Advisor
Johnson, Galen [faculty advisor, Department of Philosophy]
Date
5-2009
Keywords
humans; animals; machines; relations; nature; philosophy; Frankenstein
Abstract
From Plato to Descartes and Kant and now to modern day, there is a general idea that pervades Western society. This idea is about the uniqueness and superiority of the human being. We are rational and conscious beings that apparently stand alone in the world, separated intellectually from animals and biologically from machines. The relationship between humans, animals, and machines is a tumultuous one and it is not easily definable. For many classical philosophers, this relationship has always been a hierarchy. Humans are on the top and animals and machines fall somewhere below. These beliefs have created a distinct category for the three terms that leaves no room for overlap. Because of the great disparity between these groups, the animal and machine have come to be known as the “Other.” This title demonstrates that they are markedly disregarded and disrespected.
All of the points indicated in regard to the relationship between humans, animals, and machines can be seen in the Frankenstein novel. Victor Frankenstein, the maker of the creature, has all of the typical ideas about the rarity and dominance inherent in humans. When working on his creature, he thinks of everything mechanistically. The human remains that he has collected are simply parts in the machine he wants to build. The whole creation is just a scientific procedure. What Frankenstein is doing is trying to make an artificial human or a cyborg. Once his experiment is complete, the creature becomes alive. He is not human-like in appearance and he cannot talk. Frankenstein flees in terror from the monster that he has brought into existence. He treats his work as some sort of animal not worthy of his attention any more. The creature runs away as well and is treated by everyone like a demon. He hides and it is during this time that he learns to read, write, and speak. He has learned what humans prize the most as something that is their own: language.
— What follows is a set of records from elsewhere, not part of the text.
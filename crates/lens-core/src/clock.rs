//! Time source abstraction.

use chrono::Utc;

/// Provides the current time in epoch milliseconds.
///
/// Injected wherever ids or timestamps are minted so tests can pin time.
pub trait Clock: Send + Sync {
    fn now_ms(&self) -> i64;
}

/// Wall clock backed by `chrono::Utc`.
#[derive(Debug, Clone, Copy, Default)]
pub struct SystemClock;

impl Clock for SystemClock {
    fn now_ms(&self) -> i64 {
        Utc::now().timestamp_millis()
    }
}
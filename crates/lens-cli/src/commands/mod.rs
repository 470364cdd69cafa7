pub mod config;
pub mod context;
pub mod generate;
pub mod history;
pub mod render;
pub mod themes;
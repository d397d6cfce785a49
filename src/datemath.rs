//! Calendar arithmetic on plain dates.
//!
//! Months are 0-based everywhere in this crate (January = 0). All functions
//! here are pure; the only wall-clock access is [`today`], which goes through
//! [`SystemClock`](crate::clock::SystemClock).

use chrono::{Datelike, Duration, Month, NaiveDate};
use num_traits::FromPrimitive;
use serde_with::DeserializeFromStr;
use std::cmp::Ordering;
use std::fmt;
use std::str::FromStr;

use crate::clock::{Clock, SystemClock};
use crate::error::{Error, ErrorKind};

/// Names indexed by 0-based month.
const MONTH_NAMES: [&str; 12] = [
    "January",
    "February",
    "March",
    "April",
    "May",
    "June",
    "July",
    "August",
    "September",
    "October",
    "November",
    "December",
];

// Wider than the whole representable date range.
const MAX_SPAN_DAYS: i64 = 200_000_000;

/// Column labels of a Sunday-first week.
pub const WEEKDAY_LABELS: [&str; 7] = ["Su", "Mo", "Tu", "We", "Th", "Fr", "Sa"];

/// A date without time of day.
///
/// Ordering is lexicographic on (year, month, day), which is exactly the
/// chronological order of the wrapped `NaiveDate`.
#[derive(Clone, Copy, Debug, PartialEq, Eq, PartialOrd, Ord, Hash, DeserializeFromStr)]
pub struct CalendarDate(NaiveDate);

/// The displayed month of a picker.
#[derive(Clone, Copy, Debug, PartialEq, Eq, PartialOrd, Ord, Hash)]
pub struct MonthCursor {
    year: i32,
    month: u32,
}

// One year of slack on both ends keeps whole-grid arithmetic (which reaches
// into adjacent months) inside the representable range.
fn clamp_year(year: i64) -> i32 {
    let min = NaiveDate::MIN.year() as i64 + 1;
    let max = NaiveDate::MAX.year() as i64 - 1;
    year.clamp(min, max) as i32
}

fn first_of(year: i32, month: u32) -> NaiveDate {
    NaiveDate::from_ymd_opt(year, month + 1, 1)
        .expect("year is clamped and month is in 0..12")
}

impl CalendarDate {
    /// Builds a date from already valid components. Returns `None` for
    /// impossible combinations such as February 30th.
    pub fn from_ymd_opt(year: i32, month: u32, day: u32) -> Option<Self> {
        NaiveDate::from_ymd_opt(year, month.checked_add(1)?, day).map(CalendarDate)
    }

    /// Builds a date, carrying out-of-range months and days into the next
    /// unit: day 32 of January is February 1st, month 12 is January of the
    /// following year, day 0 is the last day of the previous month.
    pub fn from_ymd_normalized(year: i32, month: i32, day: i32) -> Self {
        let cursor = MonthCursor::new(year, month);
        add_days(start_of_month(cursor), day as i64 - 1)
    }

    pub fn year(&self) -> i32 {
        self.0.year()
    }

    /// 0-based month.
    pub fn month(&self) -> u32 {
        self.0.month0()
    }

    pub fn day(&self) -> u32 {
        self.0.day()
    }

    /// The month this date falls into.
    pub fn cursor(&self) -> MonthCursor {
        MonthCursor::new(self.year(), self.month() as i32)
    }

    pub fn naive(&self) -> NaiveDate {
        self.0
    }
}

impl From<NaiveDate> for CalendarDate {
    fn from(date: NaiveDate) -> Self {
        CalendarDate(date)
    }
}

impl From<CalendarDate> for NaiveDate {
    fn from(date: CalendarDate) -> Self {
        date.0
    }
}

impl fmt::Display for CalendarDate {
    fn fmt(&self, f: &mut fmt::Formatter<'_>) -> fmt::Result {
        write!(f, "{}", self.0.format("%Y-%m-%d"))
    }
}

/// Parses ISO `YYYY-MM-DD`.
impl FromStr for CalendarDate {
    type Err = Error;

    fn from_str(s: &str) -> Result<Self, Self::Err> {
        Ok(CalendarDate(NaiveDate::parse_from_str(s.trim(), "%Y-%m-%d")?))
    }
}

impl MonthCursor {
    /// Creates a cursor, wrapping months outside `0..12` into the adjacent
    /// years.
    pub fn new(year: i32, month: i32) -> Self {
        let year = year as i64 + month.div_euclid(12) as i64;
        MonthCursor {
            year: clamp_year(year),
            month: month.rem_euclid(12) as u32,
        }
    }

    pub fn year(&self) -> i32 {
        self.year
    }

    /// 0-based month.
    pub fn month0(&self) -> u32 {
        self.month
    }

    pub fn month(&self) -> Month {
        Month::from_u32(self.month + 1).unwrap_or(Month::January)
    }

    pub fn name(&self) -> &'static str {
        MONTH_NAMES[self.month as usize]
    }

    pub fn contains(&self, date: &CalendarDate) -> bool {
        date.year() == self.year && date.month() == self.month
    }
}

impl fmt::Display for MonthCursor {
    fn fmt(&self, f: &mut fmt::Formatter<'_>) -> fmt::Result {
        write!(f, "{} {}", self.name(), self.year)
    }
}

/// Parses `YYYY-MM` with a 1-based month, as written by people.
impl FromStr for MonthCursor {
    type Err = Error;

    fn from_str(s: &str) -> Result<Self, Self::Err> {
        let invalid = || Error::new(ErrorKind::DateParse, &format!("'{}' is not YYYY-MM", s));

        let (year, month) = s.trim().split_once('-').ok_or_else(invalid)?;
        let year: i32 = year.parse().map_err(|_| invalid())?;
        let month: i32 = month.parse().map_err(|_| invalid())?;

        if !(1..=12).contains(&month) {
            return Err(invalid());
        }

        Ok(MonthCursor::new(year, month - 1))
    }
}

pub fn start_of_month(cursor: MonthCursor) -> CalendarDate {
    CalendarDate(first_of(cursor.year, cursor.month))
}

pub fn days_of_month(cursor: MonthCursor) -> u32 {
    let next = add_months(cursor, 1);

    first_of(next.year, next.month)
        .signed_duration_since(first_of(cursor.year, cursor.month))
        .num_days() as u32
}

pub fn end_of_month(cursor: MonthCursor) -> CalendarDate {
    add_days(start_of_month(cursor), days_of_month(cursor) as i64 - 1)
}

pub fn add_months(cursor: MonthCursor, delta: i32) -> MonthCursor {
    let total = cursor.month as i64 + delta as i64;
    MonthCursor {
        year: clamp_year(cursor.year as i64 + total.div_euclid(12)),
        month: total.rem_euclid(12) as u32,
    }
}

/// Moves `date` by `delta` days. Saturates at the ends of the representable
/// range instead of overflowing.
pub fn add_days(date: CalendarDate, delta: i64) -> CalendarDate {
    let saturated = if delta < 0 {
        NaiveDate::MIN
    } else {
        NaiveDate::MAX
    };

    if !(-MAX_SPAN_DAYS..=MAX_SPAN_DAYS).contains(&delta) {
        return CalendarDate(saturated);
    }

    date.0
        .checked_add_signed(Duration::days(delta))
        .map_or(CalendarDate(saturated), CalendarDate)
}

/// 0 = Sunday, 6 = Saturday.
pub fn day_of_week(date: CalendarDate) -> u32 {
    date.0.weekday().num_days_from_sunday()
}

pub fn compare(a: &CalendarDate, b: &CalendarDate) -> Ordering {
    a.cmp(b)
}

pub fn same_date(a: &CalendarDate, b: &CalendarDate) -> bool {
    compare(a, b) == Ordering::Equal
}

/// Today according to the system's local time zone.
pub fn today() -> CalendarDate {
    SystemClock.today()
}
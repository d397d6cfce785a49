use serde_with::DeserializeFromStr;
use std::fmt;
use std::str::FromStr;

use crate::datemath::{CalendarDate, MonthCursor};
use crate::error::{Error, ErrorKind};
use crate::selection::Rejected;

#[derive(Debug, Clone, Copy, PartialEq, Eq, Hash, DeserializeFromStr)]
pub enum Cmd {
    Noop,
    Activate,
    Dismiss,
    Close,
    PrevDay,
    NextDay,
    PrevWeek,
    NextWeek,
    PrevMonth,
    NextMonth,
    Today,
    Confirm,
    Exit,
}

impl Cmd {
    const NAMES: &'static [(&'static str, Cmd)] = &[
        ("noop", Cmd::Noop),
        ("activate", Cmd::Activate),
        ("dismiss", Cmd::Dismiss),
        ("close", Cmd::Close),
        ("prev_day", Cmd::PrevDay),
        ("next_day", Cmd::NextDay),
        ("prev_week", Cmd::PrevWeek),
        ("next_week", Cmd::NextWeek),
        ("prev_month", Cmd::PrevMonth),
        ("next_month", Cmd::NextMonth),
        ("today", Cmd::Today),
        ("confirm", Cmd::Confirm),
        ("exit", Cmd::Exit),
    ];

    pub fn name(&self) -> &'static str {
        Self::NAMES
            .iter()
            .find(|(_, cmd)| cmd == self)
            .map_or("noop", |(name, _)| *name)
    }
}

impl fmt::Display for Cmd {
    fn fmt(&self, f: &mut fmt::Formatter<'_>) -> fmt::Result {
        write!(f, "{}", self.name())
    }
}

impl FromStr for Cmd {
    type Err = Error;

    fn from_str(s: &str) -> Result<Self, Self::Err> {
        Self::NAMES
            .iter()
            .find(|(name, _)| name.eq_ignore_ascii_case(s.trim()))
            .map(|(_, cmd)| *cmd)
            .ok_or_else(|| Error::new(ErrorKind::CommandParse, &format!("'{}'", s)))
    }
}

/// What handling a [`Cmd`] did to a picker.
#[derive(Debug, Clone, Copy, PartialEq, Eq)]
pub enum Outcome {
    Ignored,
    Opened,
    Closed,
    Navigated(MonthCursor),
    Focused(CalendarDate),
    Selected(CalendarDate),
    Rejected(Rejected),
    Exit,
}

#[cfg(test)]
mod tests {
    use super::*;

    #[test]
    fn names_parse_back() {
        for (name, cmd) in Cmd::NAMES {
            assert_eq!(name.parse::<Cmd>().ok(), Some(*cmd));
            assert_eq!(cmd.to_string(), *name);
        }
    }

    #[test]
    fn parsing_is_case_insensitive() {
        assert_eq!("Next_Month".parse::<Cmd>().ok(), Some(Cmd::NextMonth));
        assert!("sideways".parse::<Cmd>().is_err());
    }
}
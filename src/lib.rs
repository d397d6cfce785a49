//! Month-grid calendar engine for date pickers.
//!
//! [`grid::build_grid`] lays out six Sunday-first weeks around a month,
//! [`selection::try_select`] gates every selection against the configured
//! [`grid::Bounds`], and [`selection::DatePicker`] ties both to an
//! open/closed picker with a keyboard focus.

pub mod clock;
pub mod cmds;
pub mod config;
pub mod datemath;
pub mod error;
pub mod format;
pub mod grid;
pub mod selection;
pub mod style;
pub mod ui;

pub use clock::{Clock, FixedClock, SystemClock};
pub use datemath::{CalendarDate, MonthCursor};
pub use grid::{build_grid, navigate, Bounds, DayCell, Direction, Grid};
pub use selection::{try_select, DatePicker, PickerState, Rejected};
At this point in time when the creature is most clearly human, he still has the qualities of animal and machine. Frankenstein’s creature has blurred the distinct categories of humans, animals, and machines. By analyzing the most contemporary philosophical writing on the boundaries between humans, animals, and machines as well as recent critical analyses on Frankenstein regarding these categories, a more unified view of the separate groups emerges.